Model Release Synthesized from 3 sources

NVIDIA's 30B Nano Omni Tops 6 Leaderboards at 9x Efficiency

Key Points

• 30B-A3B MoE architecture delivers 9x throughput vs. rivals
• Single-pass processing of video, audio, images, and text
• Tops six multimodal and document intelligence leaderboards
• CRADIO v4-H vision + Parakeet audio + Mamba2 LLM unified
• 131K token context for full-hour video plus transcripts

References (3)

[1] NVIDIA Nemotron 3 Nano Omni unifies vision, audio, language — NVIDIA AI Blog ↗
[2] NVIDIA Releases Nemotron 3 Nano Omni Model — Hugging Face Blog ↗
[3] NVIDIA Nemotron 3 Nano Omni hits SageMaker JumpStart at 30B — AWS Machine Learning Blog ↗

What if an AI agent could watch your screen, listen to a customer call, and read a PDF — all in the same thought? Until today, that was a fantasy. Most agentic systems stitch together separate models for vision, speech, and language, passing data back and forth in a relay race that fragments context and burns compute. NVIDIA's new Nemotron 3 Nano Omni ends that compromise.

Unveiled April 28th, this open multimodal model processes video, audio, images, and text in a single inference pass — no routing between models, no context switching, no accumulated latency. Built on a 30B-A3B hybrid MoE architecture, it activates only 3 billion parameters per forward pass while maintaining access to 30 billion total. The result: 9x higher throughput than comparable open omni models, according to NVIDIA's internal benchmarks.

The architecture combines three specialized encoders under one roof. CRADIO v4-H handles vision — screens, documents, charts, and video frames. Parakeet processes audio — call recordings, voice notes, ambient sound. A Mamba2 Transformer backbone reasons across all of it and generates text output. Supporting 131K token context, the model can hold an hour of video plus transcripts in a single reasoning window.

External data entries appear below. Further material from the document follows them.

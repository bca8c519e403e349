/// Cross-platform notification support
/// Currently only implements macOS notifications

#[cfg(target_os = "macos")]
use std::process::Command;

/// Send a notification when a block's countdown reaches zero
pub fn notify_block_complete(block_label: &str) {
    #[cfg(target_os = "macos")]
    {
        let script = format!(
            r#"display notification "{}" with title "Protocol - Block Complete""#,
            block_label.replace('"', "\\\"")
        );

        let _ = Command::new("osascript")
            .arg("-e")
            .arg(&script)
            .output();
    }

    #[cfg(not(target_os = "macos"))]
    {
        // No-op on other platforms
        let _ = block_label;
    }
}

H Company, the AI company behind the French virtual assistant, is already deploying it in production. "To build useful agents, you can't wait seconds for a model to interpret a screen," said CEO Gautier Cloix. "By building on Nemotron 3 Nano Omni, our agents can rapidly interpret full HD screen recordings — something that wasn't practical before."

The model tops six leaderboards for document intelligence and multimodal understanding. Enterprise adopters include Foxconn, Palantir, and Docusign, with Dell, Oracle, and Infosys evaluating. It runs FP8 on Amazon SageMaker JumpStart, with day-zero availability via Hugging Face and 25+ platforms.

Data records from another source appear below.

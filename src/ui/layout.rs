use ratatui::layout::{Constraint, Direction, Layout, Rect};

/// Main layout structure
pub struct MainLayout {
    pub keybindings_area: Rect,
    pub header_area: Rect,
    pub tasks_area: Rect,
    pub checklist_area: Rect,
    pub journal_area: Rect,
    pub calendar_area: Rect,
}

/// Create the main layout
/// - Top bar: keybindings (1 row)
/// - Header: title, streak, emergency, mantra (2 rows)
/// - Tasks: the three blocks (5 rows)
/// - Middle: Checklist (50%) | Journal (50%)
/// - Bottom: campaign heat-map (one row per campaign month)
pub fn create_layout(area: Rect, calendar_months: usize) -> MainLayout {
    let calendar_height = calendar_months as u16 + 2; // rows + borders

    let chunks = Layout::default()
        .direction(Direction::Vertical)
        .constraints([
            Constraint::Length(1),               // Keybindings bar
            Constraint::Length(2),               // Header
            Constraint::Length(5),               // Tasks pane
            Constraint::Min(8),                  // Checklist + journal
            Constraint::Length(calendar_height), // Calendar pane
        ])
        .split(area);

    let middle = Layout::default()
        .direction(Direction::Horizontal)
        .constraints([
            Constraint::Percentage(50), // Checklist pane
            Constraint::Percentage(50), // Journal pane
        ])
        .split(chunks[3]);

    MainLayout {
        keybindings_area: chunks[0],
        header_area: chunks[1],
        tasks_area: chunks[2],
        checklist_area: middle[0],
        journal_area: middle[1],
        calendar_area: chunks[4],
    }
}

/// Create centered modal area (for the countdown and day-changed modals)
pub fn create_modal_area(area: Rect) -> Rect {
    let vertical_chunks = Layout::default()
        .direction(Direction::Vertical)
        .constraints([
            Constraint::Percentage(25),
            Constraint::Length(12),
            Constraint::Percentage(25),
        ])
        .split(area);

    let horizontal_chunks = Layout::default()
        .direction(Direction::Horizontal)
        .constraints([
            Constraint::Percentage(20),
            Constraint::Percentage(60),
            Constraint::Percentage(20),
        ])
        .split(vertical_chunks[1]);

    horizontal_chunks[1]
}

#[cfg(test)]
mod tests {
    use super::*;

    #[test]
    fn test_create_layout() {
        let area = Rect::new(0, 0, 120, 50);
        let layout = create_layout(area, 6);

        assert_eq!(layout.keybindings_area.height, 1);
        assert_eq!(layout.header_area.height, 2);
        assert_eq!(layout.tasks_area.height, 5);
        assert!(layout.checklist_area.height > 0);
        assert!(layout.journal_area.height > 0);
        assert_eq!(layout.calendar_area.height, 8);

        // Checklist and journal split the middle row
        assert_eq!(layout.checklist_area.y, layout.journal_area.y);
    }

    #[test]
    fn test_create_modal_area() {
        let area = Rect::new(0, 0, 100, 50);
        let modal = create_modal_area(area);

        assert!(modal.width < area.width);
        assert!(modal.height < area.height);
        assert_eq!(modal.height, 12);
    }
}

At its core, Nemotron 3 Nano Omni collapses what used to be an orchestration nightmare into a single model call. Developers no longer need to synchronize vision, audio, and language models — or pay for three separate inference runs. The price of fragmentation was latency; the cost of unification was accuracy. This model suggests that trade-off is finally obsolete.